The CIA adopted a twin-track approach towards this
new area of interest. Publicly, through disinformation campaigns, they
endeavoured to dismiss and discredit psychic research. Secretly, they funded a
series of projects on which they spent over $20 million over the next 16 years.
The Soviets, aware of the U.S. policy,reacted similarly. They too publicly
denied the credibility of any psychic research, imprisoned a number of
researchers (particularly those involved in information exchange with their
Western counterparts) and appeared to close down several research institutes.

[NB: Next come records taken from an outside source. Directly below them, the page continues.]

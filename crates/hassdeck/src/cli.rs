//! Clap derive structures for the `hassdeck` CLI.
//!
//! Defines the command tree, global flags, and shared value parsers.

use clap::{Args, Parser, Subcommand, ValueEnum};

use hassdeck_core::{Category, EntityAction};

// ── Top-Level CLI ────────────────────────────────────────────────────

/// hassdeck -- a terminal dashboard for Home Assistant
#[derive(Debug, Parser)]
#[command(
    name = "hassdeck",
    version,
    about = "Browse and control a Home Assistant hub from the command line",
    long_about = "Mirrors hub entities into a local store, groups them by area,\n\
        and issues commands with optimistic feedback.\n\n\
        Hidden entities, hidden rooms and custom names persist locally and,\n\
        when a preference store is configured, sync across devices.",
    propagate_version = true,
    subcommand_required = true,
    arg_required_else_help = true
)]
pub struct Cli {
    #[command(flatten)]
    pub global: GlobalOpts,

    #[command(subcommand)]
    pub command: Command,
}

// ── Global Options ───────────────────────────────────────────────────

#[derive(Debug, Args)]
pub struct GlobalOpts {
    /// Hub profile to use
    #[arg(long, short = 'p', env = "HASSDECK_PROFILE", global = true)]
    pub profile: Option<String>,

    /// Hub URL (overrides profile)
    #[arg(long, short = 'u', env = "HASSDECK_URL", global = true)]
    pub url: Option<String>,

    /// Long-lived access token
    #[arg(long, env = "HASSDECK_TOKEN", global = true, hide_env = true)]
    pub token: Option<String>,

    /// Preference store URL (overrides profile)
    #[arg(long, env = "HASSDECK_PREFS_URL", global = true)]
    pub prefs_url: Option<String>,

    /// Keep preferences on this machine only
    #[arg(long, global = true)]
    pub local_only: bool,

    /// Output format
    #[arg(
        long,
        short = 'o',
        env = "HASSDECK_OUTPUT",
        default_value = "table",
        global = true
    )]
    pub output: OutputFormat,

    /// When to use color output
    #[arg(long, default_value = "auto", global = true)]
    pub color: ColorMode,

    /// Increase verbosity (-v, -vv, -vvv)
    #[arg(long, short = 'v', action = clap::ArgAction::Count, global = true)]
    pub verbose: u8,

    /// Suppress non-error output
    #[arg(long, short = 'q', global = true)]
    pub quiet: bool,

    /// Skip confirmation prompts
    #[arg(long, short = 'y', global = true)]
    pub yes: bool,

    /// Accept self-signed TLS certificates
    #[arg(long, short = 'k', env = "HASSDECK_INSECURE", global = true)]
    pub insecure: bool,

    /// Request timeout in seconds (overrides profile)
    #[arg(long, env = "HASSDECK_TIMEOUT", global = true)]
    pub timeout: Option<u64>,
}

// ── Output & Color Enums ─────────────────────────────────────────────

#[derive(Debug, Clone, ValueEnum)]
pub enum OutputFormat {
    /// Pretty table (default, interactive)
    Table,
    /// Pretty-printed JSON
    Json,
    /// Compact single-line JSON
    JsonCompact,
    /// YAML
    Yaml,
    /// Plain text, one value per line (scripting)
    Plain,
}

#[derive(Debug, Clone, ValueEnum)]
pub enum ColorMode {
    /// Auto-detect (color if terminal is interactive)
    Auto,
    /// Always emit color codes
    Always,
    /// Never emit color codes
    Never,
}

// ── Top-Level Command Enum ───────────────────────────────────────────

#[derive(Debug, Subcommand)]
pub enum Command {
    /// Connection state, entity counts and data age
    #[command(alias = "st")]
    Status,

    /// List entities, optionally by category
    #[command(alias = "ls")]
    Entities(EntitiesArgs),

    /// Entities grouped by area
    #[command(alias = "a")]
    Areas(AreasArgs),

    /// Other entities on the same device
    Related {
        /// Entity ID (e.g. sensor.kitchen_temperature)
        entity_id: String,
    },

    /// Run an action on an entity (toggle, lock, open, ...)
    #[command(alias = "do")]
    Call(CallArgs),

    /// Call an arbitrary hub service
    Service(ServiceArgs),

    /// Set a continuous value (temperature, position, tilt, speed)
    Set(SetArgs),

    /// Hide an entity or a room from the dashboard
    Hide(VisibilityArgs),

    /// Unhide an entity or a room
    Show(VisibilityArgs),

    /// Give an entity a custom display name
    Rename(RenameArgs),

    /// View and change dashboard settings
    Settings(SettingsArgs),

    /// Stream entity changes until interrupted
    #[command(alias = "w")]
    Watch(WatchArgs),

    /// Manage CLI configuration and profiles
    Config(ConfigArgs),

    /// Generate shell completions
    Completions(CompletionsArgs),
}

// ── Value parsers ────────────────────────────────────────────────────

fn parse_category(raw: &str) -> Result<Category, String> {
    raw.replace('-', "_")
        .parse()
        .map_err(|_| format!("unknown category '{raw}'"))
}

fn parse_action(raw: &str) -> Result<EntityAction, String> {
    raw.replace('-', "_")
        .parse()
        .map_err(|_| format!("unknown action '{raw}'"))
}

// ━━━━━━━━━━━━━━━━━━━━━━━━━━━━━━━━━━━━━━━━━━━━━━━━━━━━━━━━━━━━━━━━━━
//  Entities / Areas
// ━━━━━━━━━━━━━━━━━━━━━━━━━━━━━━━━━━━━━━━━━━━━━━━━━━━━━━━━━━━━━━━━━━

#[derive(Debug, Args)]
pub struct EntitiesArgs {
    /// Only this category (light, cover, binary-sensor, ...)
    #[arg(long, short = 'c', value_parser = parse_category)]
    pub category: Option<Category>,

    /// Include hidden entities
    #[arg(long)]
    pub all: bool,
}

#[derive(Debug, Args)]
pub struct AreasArgs {
    /// Edit mode: include hidden rooms and entities
    #[arg(long, short = 'e')]
    pub edit: bool,

    /// Show the entities of one area (id or name)
    pub area: Option<String>,
}

// ━━━━━━━━━━━━━━━━━━━━━━━━━━━━━━━━━━━━━━━━━━━━━━━━━━━━━━━━━━━━━━━━━━
//  Commands
// ━━━━━━━━━━━━━━━━━━━━━━━━━━━━━━━━━━━━━━━━━━━━━━━━━━━━━━━━━━━━━━━━━━

#[derive(Debug, Args)]
pub struct CallArgs {
    /// Entity ID
    pub entity_id: String,

    /// Action: turn-on, turn-off, toggle, lock, unlock, open, close, stop,
    /// arm-home, arm-away, arm-night, arm-vacation, arm-custom-bypass,
    /// disarm, trigger, start, pause, return-to-base, locate, run
    #[arg(value_parser = parse_action)]
    pub action: EntityAction,
}

#[derive(Debug, Args)]
pub struct ServiceArgs {
    /// Service as domain.service (e.g. light.turn_on)
    pub service: String,

    /// Target entity ID
    pub target: String,

    /// Service data as a JSON object
    #[arg(long, short = 'd')]
    pub data: Option<String>,
}

#[derive(Debug, Clone, Copy, ValueEnum)]
pub enum FieldArg {
    /// Climate target temperature
    Temperature,
    /// Cover position (0-100)
    Position,
    /// Cover tilt (0-100)
    Tilt,
    /// Fan speed percentage (0-100)
    Speed,
    /// Valve position (0-100)
    Valve,
}

#[derive(Debug, Args)]
pub struct SetArgs {
    /// Entity ID
    pub entity_id: String,

    /// Field to set
    #[arg(value_enum)]
    pub field: FieldArg,

    /// New value
    #[arg(allow_negative_numbers = true)]
    pub value: f64,
}

// ━━━━━━━━━━━━━━━━━━━━━━━━━━━━━━━━━━━━━━━━━━━━━━━━━━━━━━━━━━━━━━━━━━
//  Preferences
// ━━━━━━━━━━━━━━━━━━━━━━━━━━━━━━━━━━━━━━━━━━━━━━━━━━━━━━━━━━━━━━━━━━

#[derive(Debug, Args)]
pub struct VisibilityArgs {
    /// Entity ID, or area id/name with --room
    pub target: String,

    /// Treat the target as a room
    #[arg(long, short = 'r')]
    pub room: bool,
}

#[derive(Debug, Args)]
pub struct RenameArgs {
    /// Entity ID
    pub entity_id: String,

    /// New display name; omit to restore the hub's name
    pub name: Option<String>,
}

#[derive(Debug, Args)]
pub struct SettingsArgs {
    #[command(subcommand)]
    pub command: SettingsCommand,
}

#[derive(Debug, Subcommand)]
pub enum SettingsCommand {
    /// Display the effective settings
    Show,

    /// Update one or more settings
    Set {
        /// Polling interval in seconds (0 uses the profile default)
        #[arg(long)]
        refresh_interval: Option<u64>,

        /// Weather entity for the header
        #[arg(long)]
        weather_source: Option<String>,

        /// Noise filter pattern (repeatable; replaces the list)
        #[arg(long = "filter")]
        filter_patterns: Vec<String>,

        /// Remove every noise filter pattern
        #[arg(long, conflicts_with = "filter_patterns")]
        clear_filters: bool,
    },
}

// ━━━━━━━━━━━━━━━━━━━━━━━━━━━━━━━━━━━━━━━━━━━━━━━━━━━━━━━━━━━━━━━━━━
//  Watch
// ━━━━━━━━━━━━━━━━━━━━━━━━━━━━━━━━━━━━━━━━━━━━━━━━━━━━━━━━━━━━━━━━━━

#[derive(Debug, Args)]
pub struct WatchArgs {
    /// Only report entities of these categories (repeatable)
    #[arg(long, short = 'c', value_parser = parse_category)]
    pub category: Vec<Category>,

    /// Polling interval in seconds (overrides settings)
    #[arg(long, short = 'i')]
    pub interval: Option<u64>,
}

// ━━━━━━━━━━━━━━━━━━━━━━━━━━━━━━━━━━━━━━━━━━━━━━━━━━━━━━━━━━━━━━━━━━
//  Config
// ━━━━━━━━━━━━━━━━━━━━━━━━━━━━━━━━━━━━━━━━━━━━━━━━━━━━━━━━━━━━━━━━━━

#[derive(Debug, Args)]
pub struct ConfigArgs {
    #[command(subcommand)]
    pub command: ConfigCommand,
}

#[derive(Debug, Subcommand)]
pub enum ConfigCommand {
    /// Create initial config file with guided setup
    Init,

    /// Display current configuration (secrets masked)
    Show,

    /// Set a profile value
    Set {
        /// Key: url, token_env, insecure, timeout, ca_cert, prefs_url
        key: String,

        /// Value to set
        value: String,
    },

    /// List configured profiles
    Profiles,

    /// Set the default profile
    Use {
        /// Profile name
        name: String,
    },

    /// Store an access token in the system keyring
    SetToken {
        /// Profile name (defaults to the active profile)
        name: Option<String>,
    },

    /// Print the config file path
    Path,
}

// ━━━━━━━━━━━━━━━━━━━━━━━━━━━━━━━━━━━━━━━━━━━━━━━━━━━━━━━━━━━━━━━━━━

#[derive(Debug, Args)]
pub struct CompletionsArgs {
    /// Shell to generate completions for
    pub shell: clap_complete::Shell,
}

A series of 'Anomalous Mental Phenomena'
programmes were carried out at SRI from 1973 to 1989 and were continued at the
Science Applications International Corporation (SAIC) from 1992 to 1994. A
technique known as 'Sleep-Wake Hypnosis' was developed, in which a hypnotist
transferred hypnotic commands telepathically to a subject, whether they were a
few feet or even a thousand miles away. Psychics were trained to influence
foreign leaders as they spoke to the public on the TV or radio. Some of the
experiments had highly negative effects on subjects, including sickness,
nervous breakdowns and even insanity. The 'Sleep-Wake Hypnosis' technique was
recently demonstrated on Paul McKenna's World of the Paranormal television
programme, when an Eastern European hypnotist telepathically raised and lowered
the heartbeat of a subject in another room.

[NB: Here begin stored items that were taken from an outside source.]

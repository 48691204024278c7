// ── Noise filter ──
//
// Secondary filter for read-only entities: registry diagnostic/config
// entities and user `*`-wildcard patterns.

use regex::{Regex, RegexBuilder};
use tracing::warn;

use crate::model::{Entity, Registry, Settings};

#[derive(Debug, Clone, Default)]
pub struct NoiseFilter {
    patterns: Vec<Regex>,
    registry_categories: bool,
}

impl NoiseFilter {
    /// Filter nothing.
    pub fn none() -> Self {
        Self::default()
    }

    pub fn new<S: AsRef<str>>(patterns: &[S]) -> Self {
        let patterns = patterns
            .iter()
            .map(AsRef::as_ref)
            .filter(|p| !p.trim().is_empty())
            .filter_map(|p| match wildcard(p) {
                Ok(re) => Some(re),
                Err(e) => {
                    warn!(pattern = p, error = %e, "skipping filter pattern");
                    None
                }
            })
            .collect();
        Self {
            patterns,
            registry_categories: true,
        }
    }

    pub fn from_settings(settings: &Settings) -> Self {
        Self::new(&settings.filter_patterns)
    }

    /// `true` if the entity is a sensor that should not be shown by default.
    pub fn is_noise(&self, entity: &Entity, registry: &Registry) -> bool {
        if !entity.category().is_some_and(|c| c.is_sensor_like()) {
            return false;
        }
        if self.registry_categories && registry.entity_category(&entity.entity_id).is_some() {
            return true;
        }
        let id = entity.entity_id.as_str();
        self.patterns.iter().any(|re| re.is_match(id))
    }
}

/// Compile a `*`-wildcard pattern into an anchored, case-insensitive regex.
fn wildcard(pattern: &str) -> Result<Regex, regex::Error> {
    let body = pattern
        .trim()
        .split('*')
        .map(regex::escape)
        .collect::<Vec<_>>()
        .join(".*");
    RegexBuilder::new(&format!("^{body}$"))
        .case_insensitive(true)
        .build()
}

#[cfg(test)]
mod tests {
    use super::*;
    use crate::model::{EntityCategory, EntityId, EntityLink};

    #[test]
    fn wildcard_matches_suffix() {
        let filter = NoiseFilter::new(&["*_linkquality"]);
        let reg = Registry::default();
        assert!(filter.is_noise(&Entity::new("sensor.plug_linkquality", "80"), &reg));
        assert!(!filter.is_noise(&Entity::new("sensor.plug_power", "80"), &reg));
    }

    #[test]
    fn dots_are_literal() {
        let filter = NoiseFilter::new(&["sensor.a*"]);
        let reg = Registry::default();
        assert!(filter.is_noise(&Entity::new("sensor.abc", "1"), &reg));
        assert!(!filter.is_noise(&Entity::new("sensorXabc", "1"), &reg));
    }

    #[test]
    fn controls_are_never_noise() {
        let filter = NoiseFilter::new(&["*"]);
        let reg = Registry::default();
        assert!(!filter.is_noise(&Entity::new("light.kitchen", "on"), &reg));
        assert!(filter.is_noise(&Entity::new("binary_sensor.door", "off"), &reg));
    }

    #[test]
    fn diagnostic_sensors_are_noise() {
        let reg = Registry::new(
            [],
            [],
            [(
                EntityId::from("sensor.plug_rssi"),
                EntityLink {
                    entity_category: Some(EntityCategory::Diagnostic),
                    ..EntityLink::default()
                },
            )],
        );
        let filter = NoiseFilter::new::<&str>(&[]);
        assert!(filter.is_noise(&Entity::new("sensor.plug_rssi", "-60"), &reg));
        assert!(!NoiseFilter::none().is_noise(&Entity::new("sensor.plug_rssi", "-60"), &reg));
    }
}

Stanford Research Institute - now named SRI
International - termed their telepathy work Remote Viewing (RV), which involved
a sender transmitting messages telepathically to a receiver. Two of SRI's most
important projects were Grill Flame, a multi-million dollar psychic research
and development programme, started by the CIA in 1972 and now primarily run by
the DIA; and SCANATE (SCANning by coordinATE), which started on May 29th 1973
and was completed in 1975. Grill Flame produced telepathic information, later
confirmed by satellite, about a very sensitive nuclear test site at
Semipalatinsk in Soviet Kazakhstan and which led to the location of a crashed
Soviet Tu-95 'Backfire' bomber in Africa. Little else is known at present about
the project.
Harold Puthof, head of the CIA's Remote Viewing
programme at Stanford Research Institute.
In his first attempt at remote viewing a site,
having been given only the geographical co-ordinates, latitude and longitude,
the psychic Ingo Swann described in considerable detail what was officially
described as a meteorological research installation (in fact a Soviet missile-tracking
base) on the remote Pacific island of Kerguelen. Swann's descriptions included
the layout of buildings and a map of the island. It was later confirmed that
these were correct in every detail.
Ingo Swann, psychic and Remote Viewer at SRI, 1972
- 1989.
One of the most intriguing of SCANATE's
experiments was Number 46, dated April 27th 1973. The purpose of the experiment
was "to try to ascertain if long distance remote sensing could extend to a
very far distance to record the time it took before impressions began to be
given, and to compare the impressions with published scientific feedback."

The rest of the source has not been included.